Scenario 4. Smaller but stronger
Following the national bankruptcy and EU exist of (select one or more from the following: Portugal, Italy, Greece or Spain) and the virtual exit by the UK, a new union is created by France and Germany with Benelux annexed. This results is a more dynamic union with greater fiscal and social unification, although disagreements persist.

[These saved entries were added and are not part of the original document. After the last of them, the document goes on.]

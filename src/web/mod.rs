//! Embedded web dashboard for taskboard.
//!
//! Provides a lightweight HTTP server (sync, via `tiny_http`) that serves:
//! - A single-page dashboard rendering the tab views as tables
//! - JSON API endpoints for each tab, task details, logs, refresh and status
//!
//! Launched via `taskboard serve` (default: `http://127.0.0.1:9747`).
//!
//! Requests and the periodic refresh share one thread: the server waits for
//! a request only until the next poll is due, so a fetch never overlaps a
//! request and every response is a projection of one consistent snapshot.

mod api;
mod frontend;

use std::io::{Cursor, Read};

use anyhow::{Context, Result};
use tiny_http::{Header, Method, Response, Server, StatusCode};

use crate::config::schema::DashboardConfig;
use crate::poller::Poller;
use crate::store::{Selection, SnapshotStore};
use crate::views::Tab;

/// Everything a request handler may read or mutate.
pub struct AppState {
    pub store: SnapshotStore,
    pub poller: Poller,
    pub dashboard: DashboardConfig,
}

impl AppState {
    pub fn new(poller: Poller, dashboard: DashboardConfig) -> Self {
        let store = SnapshotStore::new(Selection {
            range: dashboard.default_range,
            ..Default::default()
        });
        Self {
            store,
            poller,
            dashboard,
        }
    }
}

// ---------------------------------------------------------------------------
// Server entry point
// ---------------------------------------------------------------------------

/// Start the web dashboard server on the given address.
///
/// Blocks the current thread. Handles requests sequentially (sufficient for
/// a local single-user dashboard) and refreshes the snapshot whenever the
/// poll interval elapses. Per-request errors become 500 responses.
pub fn serve(addr: &str, mut state: AppState, open: bool) -> Result<()> {
    let server = Server::http(addr)
        .map_err(|e| anyhow::anyhow!("failed to start HTTP server on {addr}: {e}"))?;

    println!("taskboard dashboard running at http://{addr}");
    println!(
        "Polling {} every {}s. Press Ctrl+C to stop.\n",
        state.poller.source().describe(),
        state.poller.interval().as_secs()
    );
    tracing::info!(addr, "web dashboard started");

    if open {
        let url = format!("http://{addr}");
        if let Err(e) = open_browser(&url) {
            tracing::debug!(error = %e, "could not open browser");
        }
    }

    loop {
        state.poller.tick(&mut state.store);

        let request = server
            .recv_timeout(state.poller.time_until_due())
            .context("HTTP server stopped accepting requests")?;
        let Some(mut request) = request else {
            continue;
        };

        let method = request.method().clone();
        let url = request.url().to_string();

        // POST bodies are not used by any route; drain them anyway.
        if matches!(method, Method::Post | Method::Put) {
            let mut sink = String::new();
            let _ = request.as_reader().read_to_string(&mut sink);
        }

        let resp = match dispatch(&method, &url, &mut state) {
            Ok(resp) => resp,
            Err(e) => {
                tracing::warn!(%method, url = %url, error = %format!("{e:#}"), "request failed");
                error_response(500, &format!("{e:#}"))
            }
        };
        let status = resp.status_code().0;

        if let Err(e) = request.respond(resp) {
            tracing::debug!(error = %e, "client went away before response");
        }

        tracing::info!(%method, url = %url, status, "request");
    }
}

// ---------------------------------------------------------------------------
// Router
// ---------------------------------------------------------------------------

/// Dispatch an incoming request to the appropriate handler.
fn dispatch(method: &Method, url: &str, state: &mut AppState) -> Result<Response<Cursor<Vec<u8>>>> {
    // Strip query string for path matching
    let path = url.split('?').next().unwrap_or(url);
    let segments: Vec<&str> = path.trim_matches('/').split('/').collect();

    match (method, segments.as_slice()) {
        // Frontend
        (&Method::Get, [""]) | (&Method::Get, ["index.html"]) => Ok(serve_frontend()),

        // API: tabs
        (&Method::Get, ["api", "overview"]) => api::get_tab(url, Tab::Overview, state),
        (&Method::Get, ["api", "tiktok"]) => api::get_tab(url, Tab::Tiktok, state),
        (&Method::Get, ["api", "facebook"]) => api::get_tab(url, Tab::Facebook, state),

        // API: single task
        (&Method::Get, ["api", "tasks", job_id]) => {
            api::get_task(url, &api::decode_component(job_id), state)
        }
        (&Method::Get, ["api", "tasks", job_id, "logs"]) => {
            api::get_task_logs(&api::decode_component(job_id), state)
        }

        // API: refresh cycle
        (&Method::Post, ["api", "refresh"]) => api::post_refresh(state),
        (&Method::Get, ["api", "status"]) => api::get_status(state),

        // 404
        _ => Ok(error_response(404, "not found")),
    }
}

// ---------------------------------------------------------------------------
// Response helpers
// ---------------------------------------------------------------------------

/// Serve the embedded single-page frontend.
fn serve_frontend() -> Response<Cursor<Vec<u8>>> {
    Response::from_data(frontend::INDEX_HTML.as_bytes().to_vec())
        .with_header(content_type_html())
        .with_status_code(StatusCode(200))
}

/// `{"error": message}` with the given status.
pub(crate) fn error_response(status: u16, message: &str) -> Response<Cursor<Vec<u8>>> {
    let body = serde_json::json!({ "error": message }).to_string();
    Response::from_data(body.into_bytes())
        .with_header(content_type_json())
        .with_status_code(StatusCode(status))
}

/// JSON content type header.
pub(crate) fn content_type_json() -> Header {
    Header::from_bytes("Content-Type", "application/json; charset=utf-8")
        .expect("static header is valid")
}

/// HTML content type header.
fn content_type_html() -> Header {
    Header::from_bytes("Content-Type", "text/html; charset=utf-8").expect("static header is valid")
}

/// Attempt to open a URL in the system default browser.
fn open_browser(url: &str) -> Result<()> {
    #[cfg(target_os = "windows")]
    {
        std::process::Command::new("cmd")
            .args(["/C", "start", url])
            .spawn()
            .context("failed to open browser")?;
    }

    #[cfg(target_os = "macos")]
    {
        std::process::Command::new("open")
            .arg(url)
            .spawn()
            .context("failed to open browser")?;
    }

    #[cfg(target_os = "linux")]
    {
        std::process::Command::new("xdg-open")
            .arg(url)
            .spawn()
            .context("failed to open browser")?;
    }

    Ok(())
}

#[cfg(test)]
mod tests {
    use super::*;
    use crate::model::DashboardPayload;
    use crate::source::PayloadSource;
    use std::time::Duration;

    struct Fixed(serde_json::Value);

    impl PayloadSource for Fixed {
        fn fetch_dashboard(&self) -> Result<DashboardPayload> {
            Ok(serde_json::from_value(self.0.clone())?)
        }

        fn fetch_task_logs(&self, job_id: &str) -> Result<Option<String>> {
            Ok((job_id == "with-logs").then(|| "hello".to_string()))
        }

        fn describe(&self) -> String {
            "fixed".to_string()
        }
    }

    fn state() -> AppState {
        let payload = serde_json::json!({
            "task_logs": [
                {"job_id": "with-logs", "task_type": "facebook_daily", "status": "SUCCESS"},
                {"job_id": "tk-1", "task_type": "product", "status": "FAILED"},
                {"job_id": "sync job#1", "task_type": "product", "status": "SUCCESS"}
            ],
            "api_timeseries": {}
        });
        let poller = Poller::new(Box::new(Fixed(payload)), Duration::from_secs(30));
        AppState::new(poller, DashboardConfig::default())
    }

    fn body(resp: Response<Cursor<Vec<u8>>>) -> (u16, serde_json::Value) {
        let status = resp.status_code().0;
        let mut text = String::new();
        resp.into_reader().read_to_string(&mut text).unwrap();
        (status, serde_json::from_str(&text).unwrap_or(serde_json::Value::Null))
    }

    #[test]
    fn tab_before_first_fetch_is_unavailable() {
        let mut state = state();
        let (status, json) = body(dispatch(&Method::Get, "/api/overview", &mut state).unwrap());
        assert_eq!(status, 503);
        assert!(json["error"].is_string());
    }

    #[test]
    fn refresh_then_overview() {
        let mut state = state();
        let (status, json) = body(dispatch(&Method::Post, "/api/refresh", &mut state).unwrap());
        assert_eq!(status, 200);
        assert_eq!(json["refreshed"], true);

        let (status, json) =
            body(dispatch(&Method::Get, "/api/overview?range=7d", &mut state).unwrap());
        assert_eq!(status, 200);
        assert_eq!(json["tab"], "overview");
        assert_eq!(json["summary"]["total"], 3);
        assert_eq!(state.store.selection().range, crate::filter::RangeToken::Last7Days);
    }

    #[test]
    fn task_routes() {
        let mut state = state();
        dispatch(&Method::Post, "/api/refresh", &mut state).unwrap();

        let (status, json) =
            body(dispatch(&Method::Get, "/api/tasks/with-logs?metric=eta", &mut state).unwrap());
        assert_eq!(status, 200);
        assert_eq!(json["job_id"], "with-logs");

        let (status, _) = body(dispatch(&Method::Get, "/api/tasks/missing", &mut state).unwrap());
        assert_eq!(status, 404);

        let (_, json) =
            body(dispatch(&Method::Get, "/api/tasks/with-logs/logs", &mut state).unwrap());
        assert_eq!(json["text"], "hello");

        let (_, json) = body(dispatch(&Method::Get, "/api/tasks/tk-1/logs", &mut state).unwrap());
        assert_eq!(json["text"], "No logs found.");
    }

    #[test]
    fn encoded_job_id_is_decoded() {
        let mut state = state();
        dispatch(&Method::Post, "/api/refresh", &mut state).unwrap();

        let (status, json) =
            body(dispatch(&Method::Get, "/api/tasks/sync%20job%231", &mut state).unwrap());
        assert_eq!(status, 200);
        assert_eq!(json["job_id"], "sync job#1");

        let (status, json) =
            body(dispatch(&Method::Get, "/api/tasks/sync%20job%231/logs", &mut state).unwrap());
        assert_eq!(status, 200);
        assert_eq!(json["job_id"], "sync job#1");
    }

    #[test]
    fn unknown_route_is_404() {
        let mut state = state();
        let (status, _) = body(dispatch(&Method::Get, "/api/nope", &mut state).unwrap());
        assert_eq!(status, 404);
    }

    #[test]
    fn frontend_is_served() {
        let mut state = state();
        let resp = dispatch(&Method::Get, "/", &mut state).unwrap();
        assert_eq!(resp.status_code().0, 200);
    }
}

Scenario 5. Accidental winner
Serious US and Asian economic problems, most notably in China, result in the Euro replacing the US dollar and aspirant Yen as the international currency. This results in inward investment, economic growth and a fall in unemployment across the region. Long-standing disagreements and structural difficulties are forgotten.

3 thoughts on “The Future of Europe

  1. The Loss of Privacy

    “The strict surveillance that states once maintained over the activities of the citizenry have been shifted to other centers of power technically able (although not always legally) to find out to whom we have written, what we have bought, what trips we have taken, what our encyclopedic interests are, even our sexual preferences. The big problem facing a citizen’s private life is not hackers, which are no more frequent than the highwaymen who beset travelling merchants, but cookies and all those other technical marvels that make it possible to collect information about every one of us.

    If in Orwell’s novel Big Brother was an alegory for Stalin, the ‘little father’, the modern Big Brother watching us has no face and is not an individual, it is the global economy in its entirety. Like Foucault’s Power, it is not a recognisable entity but the combination of a series of power centers that accept the game, backing one another up reciprocally. The member of one center of power who spies on others making purchases in the supermarket will be spied on in turn when he pays his hotel bill with a credit card. When Power no longer has a face, it becomes invincible. Or at least difficult to control.

    Who wants their privacy defended? Those who have secret busines dealings, those who wish their personal correspondence to remain personal, those working on research that they do not yet wish to make public. We know all this perfectly well, but how many people call for this right? It seems to me that one of the great tragedies of mass society, of the press, television, and Internet, is the voluntary renunciation of privacy. The extreme expression of this renunciation is, at its pathalogical limit, exhibitionism. It strikes me as paradoxical that someone has to struggle for the defense of privacy in a society of exhibitionists.

    The fact is that the authorities who watch over our privacy need to defend not only those who wish to be defended but also those who no longer know how to defend themselves. It is precisely the behaviour of exhibitionists that tell us how much the assault on privacy has become -more than a crime- a social cancer. First and foremost, we should educate children to save them from the corrupting influence of their parents.

    But it’s a vicious circle. The assault on privacy accustoms everyone to the disappearance of privacy. Little by little we become exhibitionists, having learned that nothing can be kept confidential anymore and that no behaviour is considered scandalous. Those who are attacking our privacy, seeing that the victims themselves consent, will no longer stop at any violation.

    We must learn to work out, spread, and reward a new sensibility towards reserve, to educate people about reserve for themselves and toward others. Regarding respect for our own privacy, I’d like to quote the last phrase from the brief note left by Cesare Pavese before he committed suicide: “Don’t gossip too much.”

    Umberto Eco from the ‘The Loss of Privacy’ conference speech, Venice, Sept 2000

  2. We’ve missed you! And I owe you an answer to a previous comment if I recall.

    The best thing I’ve read of the need for privacy of late was Delete: The Virtue of Forgetting in the Digital Age (Mayer-Schonberger). I quite liked Digital Vertigo (Andrew Keen) but only the first half.

  3. Indeed I’ve been offline a while, and busy wiping my soc-med accounts. lol
    Life without Google, FB et al is great already.